Sedangkan ada juga orang yang mudah menjelaskan gambar namun sebenarnya mereka tidak begitu memahami apa pesan yang diberikan. Yang terakhir ini dinamakan Wernicke’s Aphasia, memiliki masalah pada otak belakangnya saat memahami sebuah pesan.
Tadi sempat mengatakan soal Language Acquisition atau perolehan bahasa, apakah ini terkait soal anak saat mempelajari bahasa ibunya?
Ya. Anak usia 0 hingga 7 tahun menyerap bahasa dari orang di sekitarnya, terutama orangtuanya. Saat anak mengoceh itu mereka sebenarnya sedang mengoleksi bahan “perpustakaan bahasa” di otaknya. Mereka meniru bagaimana orang dewasa berbicara. Mereka belajar sangat cepat. Inilah yang juga dipelajari lingustik bagaimana bahasa diserap dan menjadikan identitas tertentu bagi seseorang.
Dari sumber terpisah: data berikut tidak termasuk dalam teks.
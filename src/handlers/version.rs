use crate::models::VersionResponse;
use crate::routes;
use crate::state::AppState;
use axum::{extract::State, Json};

/// GET /version handler - Report the application version
#[utoipa::path(
    get,
    path = routes::VERSION,
    responses(
        (status = 200, description = "Application version", body = VersionResponse)
    ),
    tag = "health"
)]
pub async fn version_handler(State(state): State<AppState>) -> Json<VersionResponse> {
    tracing::debug!("Reporting version {}", state.config.version);
    Json(VersionResponse {
        version: state.config.version.clone(),
    })
}
use crate::{api_doc::ApiDoc, handlers, routes, state::AppState};
use axum::{routing::get, Router};
use tower_http::trace::TraceLayer;
use utoipa::OpenApi;
use utoipa_swagger_ui::SwaggerUi;

/// Build the application router
///
/// Binds every handler to its path, installs the 404 fallback and request
/// tracing, and mounts the Swagger UI when docs are enabled.
pub fn build_router(state: AppState) -> Router {
    let docs_enabled = state.config.docs_enabled;

    let mut app = Router::new()
        .route(routes::ROOT, get(handlers::root_handler))
        .route(routes::HELLO, get(handlers::hello_handler))
        .route(routes::VERSION, get(handlers::version_handler))
        .route(routes::STATUS, get(handlers::status_handler))
        .route(routes::GREET, get(handlers::greet_handler))
        .with_state(state);

    if docs_enabled {
        app = app.merge(
            SwaggerUi::new(routes::SWAGGER_UI).url(routes::OPENAPI_JSON, ApiDoc::openapi()),
        );
    }

    app.fallback(handlers::not_found_handler)
        .layer(TraceLayer::new_for_http())
}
Contoh kasus, jika anak memiliki orang tua yang memiliki bahasa ibu yang berbeda. Misal ayah seorang Jerman dan Ibu seorang Indonesia. Bilingual itu baik, selama masing-masing orang tua konsisten. Ayah senantiasa berbicara dengan bahasa Jerman dengan sang anak, sedangkan ibu dengan bahasa Indonesia. Sehingga anak akan menguasai dua bahasa dengan baik dan punya fondasi kuat.
Lebih dari dua tidak disarankan jika orang tua tidak memiliki fondasi yang cukup solid dari bahasa ketiga itu, ini akan membuat anak pusing.
Seperti apa prospek kerja bagi seorang lulusan linguistik?
Selain hal-hal yang dijelaskan sebelumnya, kini seiring berkembangnya dunia teknologi, linguis juga bisa mengembangkan sayap ke bahasa pemrograman. Linguis pun dapat ‘melatih’ mesin untuk proyek-proyek terjemahan.
Kini saya kini saya bekerja paruh waktu untuk research marketing untuk Universitas Bonn. Saya bertugas membuat marketing program Teknologi Informasi (TI) di Universitas lebih efisien dan menjangkau semua kalangan. TI seringkali identik dengan laki-laki, padahal perempuan juga bisa. Inilah yang saya kerjakan lewat optimalisasi diksi yang dapat membuat kaum hawa tertarik mengikuti program TI. Kini gagasan akan ‘Gender Neutral’ pun kian berkembang dan ini punya pengaruh besar dalam dunia marketing digital.